What the task requires
What lines in this listing contain the string "MemoryReader"? Report each one by copying it.

#### Extracted information

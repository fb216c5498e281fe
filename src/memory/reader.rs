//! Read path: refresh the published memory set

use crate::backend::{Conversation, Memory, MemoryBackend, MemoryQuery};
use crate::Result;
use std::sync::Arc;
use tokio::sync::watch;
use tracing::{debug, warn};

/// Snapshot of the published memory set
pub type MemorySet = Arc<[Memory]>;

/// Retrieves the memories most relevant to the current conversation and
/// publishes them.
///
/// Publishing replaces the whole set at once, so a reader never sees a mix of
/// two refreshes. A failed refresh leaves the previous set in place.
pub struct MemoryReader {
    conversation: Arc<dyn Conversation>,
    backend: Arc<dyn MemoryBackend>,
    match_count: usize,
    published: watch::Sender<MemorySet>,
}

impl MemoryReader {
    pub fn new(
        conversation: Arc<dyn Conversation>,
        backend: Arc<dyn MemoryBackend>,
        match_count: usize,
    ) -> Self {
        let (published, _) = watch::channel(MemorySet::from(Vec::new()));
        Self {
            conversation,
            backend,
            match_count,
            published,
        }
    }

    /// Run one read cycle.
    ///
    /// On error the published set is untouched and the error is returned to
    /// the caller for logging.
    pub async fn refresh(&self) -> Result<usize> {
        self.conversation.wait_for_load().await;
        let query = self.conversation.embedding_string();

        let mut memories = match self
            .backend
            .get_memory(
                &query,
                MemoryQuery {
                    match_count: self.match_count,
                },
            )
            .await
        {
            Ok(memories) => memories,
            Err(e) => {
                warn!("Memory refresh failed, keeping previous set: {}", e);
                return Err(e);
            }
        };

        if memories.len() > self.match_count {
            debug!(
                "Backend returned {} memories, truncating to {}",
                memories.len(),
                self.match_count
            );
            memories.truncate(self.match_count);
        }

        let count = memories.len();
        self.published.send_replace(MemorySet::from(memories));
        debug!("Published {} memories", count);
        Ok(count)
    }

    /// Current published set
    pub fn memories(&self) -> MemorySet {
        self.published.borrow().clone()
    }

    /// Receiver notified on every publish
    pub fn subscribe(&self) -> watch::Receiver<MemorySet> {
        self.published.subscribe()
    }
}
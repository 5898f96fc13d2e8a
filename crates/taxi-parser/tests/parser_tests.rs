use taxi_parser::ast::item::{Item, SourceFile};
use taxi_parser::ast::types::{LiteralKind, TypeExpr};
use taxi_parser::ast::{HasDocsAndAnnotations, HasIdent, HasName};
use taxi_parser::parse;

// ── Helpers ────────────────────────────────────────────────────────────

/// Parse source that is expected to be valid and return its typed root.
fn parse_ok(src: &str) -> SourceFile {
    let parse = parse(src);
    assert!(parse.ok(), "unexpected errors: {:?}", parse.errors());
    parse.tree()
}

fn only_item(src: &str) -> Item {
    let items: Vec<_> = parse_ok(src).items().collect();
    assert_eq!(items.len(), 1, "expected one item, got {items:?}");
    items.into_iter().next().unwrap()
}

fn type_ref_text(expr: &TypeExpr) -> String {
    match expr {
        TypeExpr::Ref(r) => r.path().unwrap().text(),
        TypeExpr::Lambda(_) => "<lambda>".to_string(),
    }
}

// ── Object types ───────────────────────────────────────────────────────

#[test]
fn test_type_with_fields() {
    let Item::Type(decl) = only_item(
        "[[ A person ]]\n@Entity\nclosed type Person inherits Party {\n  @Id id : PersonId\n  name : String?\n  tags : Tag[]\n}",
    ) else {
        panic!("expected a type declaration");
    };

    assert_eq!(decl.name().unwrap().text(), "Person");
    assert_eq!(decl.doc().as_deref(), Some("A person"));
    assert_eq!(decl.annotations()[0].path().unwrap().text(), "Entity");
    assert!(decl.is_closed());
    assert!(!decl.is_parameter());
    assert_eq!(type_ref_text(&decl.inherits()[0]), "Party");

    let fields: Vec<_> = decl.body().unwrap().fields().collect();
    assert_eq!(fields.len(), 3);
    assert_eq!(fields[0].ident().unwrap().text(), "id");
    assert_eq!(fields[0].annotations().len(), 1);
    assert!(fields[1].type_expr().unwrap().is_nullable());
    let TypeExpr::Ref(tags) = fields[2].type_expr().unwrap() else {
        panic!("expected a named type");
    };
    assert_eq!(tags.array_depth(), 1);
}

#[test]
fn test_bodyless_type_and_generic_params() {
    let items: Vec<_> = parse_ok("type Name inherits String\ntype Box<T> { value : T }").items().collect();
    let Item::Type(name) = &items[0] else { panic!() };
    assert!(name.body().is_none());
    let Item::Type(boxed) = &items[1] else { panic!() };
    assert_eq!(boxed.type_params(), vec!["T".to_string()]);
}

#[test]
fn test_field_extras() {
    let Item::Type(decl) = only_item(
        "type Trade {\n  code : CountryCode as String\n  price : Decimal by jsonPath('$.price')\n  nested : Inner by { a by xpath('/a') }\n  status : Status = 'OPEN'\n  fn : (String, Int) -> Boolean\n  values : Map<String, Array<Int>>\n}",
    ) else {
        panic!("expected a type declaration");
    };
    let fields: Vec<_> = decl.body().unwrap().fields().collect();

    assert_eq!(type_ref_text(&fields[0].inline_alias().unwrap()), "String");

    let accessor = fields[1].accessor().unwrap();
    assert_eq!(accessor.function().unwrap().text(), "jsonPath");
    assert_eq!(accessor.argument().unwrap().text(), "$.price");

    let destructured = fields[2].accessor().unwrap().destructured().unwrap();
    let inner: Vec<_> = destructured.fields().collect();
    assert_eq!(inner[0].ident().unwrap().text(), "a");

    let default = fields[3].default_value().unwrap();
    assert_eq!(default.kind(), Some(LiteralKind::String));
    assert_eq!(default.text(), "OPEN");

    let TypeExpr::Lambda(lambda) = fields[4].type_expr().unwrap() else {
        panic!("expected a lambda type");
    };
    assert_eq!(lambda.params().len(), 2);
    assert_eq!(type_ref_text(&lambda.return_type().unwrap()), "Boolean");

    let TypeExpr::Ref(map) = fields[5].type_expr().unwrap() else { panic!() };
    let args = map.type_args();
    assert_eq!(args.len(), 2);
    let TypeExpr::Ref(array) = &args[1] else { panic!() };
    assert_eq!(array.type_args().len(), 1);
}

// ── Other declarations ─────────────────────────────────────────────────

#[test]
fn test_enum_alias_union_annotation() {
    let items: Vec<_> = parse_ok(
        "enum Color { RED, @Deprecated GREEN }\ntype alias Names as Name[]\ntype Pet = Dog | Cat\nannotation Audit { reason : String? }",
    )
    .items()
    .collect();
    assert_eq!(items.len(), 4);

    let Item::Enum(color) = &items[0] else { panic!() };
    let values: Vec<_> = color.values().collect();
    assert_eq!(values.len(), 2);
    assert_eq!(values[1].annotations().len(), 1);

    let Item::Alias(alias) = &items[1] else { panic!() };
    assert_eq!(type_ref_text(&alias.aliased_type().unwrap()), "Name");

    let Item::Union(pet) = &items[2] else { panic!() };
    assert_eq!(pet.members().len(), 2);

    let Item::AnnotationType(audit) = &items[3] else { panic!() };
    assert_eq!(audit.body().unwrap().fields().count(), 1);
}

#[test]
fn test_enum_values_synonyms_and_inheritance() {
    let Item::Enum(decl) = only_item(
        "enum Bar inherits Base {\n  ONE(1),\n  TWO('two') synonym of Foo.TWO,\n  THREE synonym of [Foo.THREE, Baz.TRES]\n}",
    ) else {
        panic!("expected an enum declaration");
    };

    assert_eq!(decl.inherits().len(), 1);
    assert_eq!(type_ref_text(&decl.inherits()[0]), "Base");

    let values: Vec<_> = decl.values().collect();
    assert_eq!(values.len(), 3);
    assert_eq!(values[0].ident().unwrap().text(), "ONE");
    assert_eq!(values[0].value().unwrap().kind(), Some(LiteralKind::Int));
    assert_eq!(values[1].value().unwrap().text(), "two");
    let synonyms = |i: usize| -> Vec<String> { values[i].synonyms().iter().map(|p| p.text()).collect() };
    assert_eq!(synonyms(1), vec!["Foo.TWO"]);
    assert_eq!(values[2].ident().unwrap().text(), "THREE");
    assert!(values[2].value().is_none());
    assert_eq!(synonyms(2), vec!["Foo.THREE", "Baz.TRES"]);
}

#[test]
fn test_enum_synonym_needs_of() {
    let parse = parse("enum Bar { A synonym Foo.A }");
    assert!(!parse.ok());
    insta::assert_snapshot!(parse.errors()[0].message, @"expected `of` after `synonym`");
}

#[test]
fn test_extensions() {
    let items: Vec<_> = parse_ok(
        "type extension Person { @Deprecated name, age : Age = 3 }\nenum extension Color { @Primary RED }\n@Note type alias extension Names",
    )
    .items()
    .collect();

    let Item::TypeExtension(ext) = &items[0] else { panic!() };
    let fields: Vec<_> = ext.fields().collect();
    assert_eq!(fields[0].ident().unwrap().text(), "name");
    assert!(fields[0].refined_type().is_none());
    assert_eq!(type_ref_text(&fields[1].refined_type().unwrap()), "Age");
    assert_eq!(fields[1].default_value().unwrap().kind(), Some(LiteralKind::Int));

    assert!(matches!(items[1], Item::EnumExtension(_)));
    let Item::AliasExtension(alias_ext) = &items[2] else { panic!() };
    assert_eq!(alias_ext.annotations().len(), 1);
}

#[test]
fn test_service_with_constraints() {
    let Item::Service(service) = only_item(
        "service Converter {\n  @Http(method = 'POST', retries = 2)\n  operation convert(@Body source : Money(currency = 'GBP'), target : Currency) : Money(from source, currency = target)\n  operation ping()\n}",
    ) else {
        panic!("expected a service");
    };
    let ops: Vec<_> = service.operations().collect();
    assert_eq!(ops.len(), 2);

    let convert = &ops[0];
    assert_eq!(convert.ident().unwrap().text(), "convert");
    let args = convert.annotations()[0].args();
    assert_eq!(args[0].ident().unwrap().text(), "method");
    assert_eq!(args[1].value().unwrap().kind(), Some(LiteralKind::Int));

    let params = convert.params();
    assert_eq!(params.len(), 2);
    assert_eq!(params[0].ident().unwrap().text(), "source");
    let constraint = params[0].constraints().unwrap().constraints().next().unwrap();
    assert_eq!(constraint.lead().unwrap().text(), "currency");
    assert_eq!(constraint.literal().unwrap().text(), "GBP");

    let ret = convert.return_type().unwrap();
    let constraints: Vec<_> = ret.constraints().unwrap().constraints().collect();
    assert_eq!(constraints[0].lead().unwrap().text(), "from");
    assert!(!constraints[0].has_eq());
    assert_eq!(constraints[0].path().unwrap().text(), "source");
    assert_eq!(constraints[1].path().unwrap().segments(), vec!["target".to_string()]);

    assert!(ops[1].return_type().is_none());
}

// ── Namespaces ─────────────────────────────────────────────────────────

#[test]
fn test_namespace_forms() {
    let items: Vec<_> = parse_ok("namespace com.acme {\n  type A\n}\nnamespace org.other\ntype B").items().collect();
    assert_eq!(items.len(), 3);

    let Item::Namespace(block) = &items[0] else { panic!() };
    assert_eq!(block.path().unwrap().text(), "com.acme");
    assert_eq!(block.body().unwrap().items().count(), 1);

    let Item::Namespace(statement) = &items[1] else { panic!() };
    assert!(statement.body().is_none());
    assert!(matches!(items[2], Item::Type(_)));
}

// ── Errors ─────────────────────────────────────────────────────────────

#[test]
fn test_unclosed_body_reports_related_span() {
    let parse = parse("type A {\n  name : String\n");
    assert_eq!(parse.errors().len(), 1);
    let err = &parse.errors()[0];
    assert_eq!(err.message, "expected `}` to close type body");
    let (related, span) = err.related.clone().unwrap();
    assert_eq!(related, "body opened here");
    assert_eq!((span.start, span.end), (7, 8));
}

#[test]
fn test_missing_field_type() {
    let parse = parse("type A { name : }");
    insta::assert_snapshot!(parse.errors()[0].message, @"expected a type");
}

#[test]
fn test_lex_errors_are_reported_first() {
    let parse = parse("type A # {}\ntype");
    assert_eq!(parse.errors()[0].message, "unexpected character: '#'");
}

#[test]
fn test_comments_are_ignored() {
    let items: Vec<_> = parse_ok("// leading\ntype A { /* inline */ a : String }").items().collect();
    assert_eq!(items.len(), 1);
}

########

Solution
pub struct MemoryReader {
impl MemoryReader {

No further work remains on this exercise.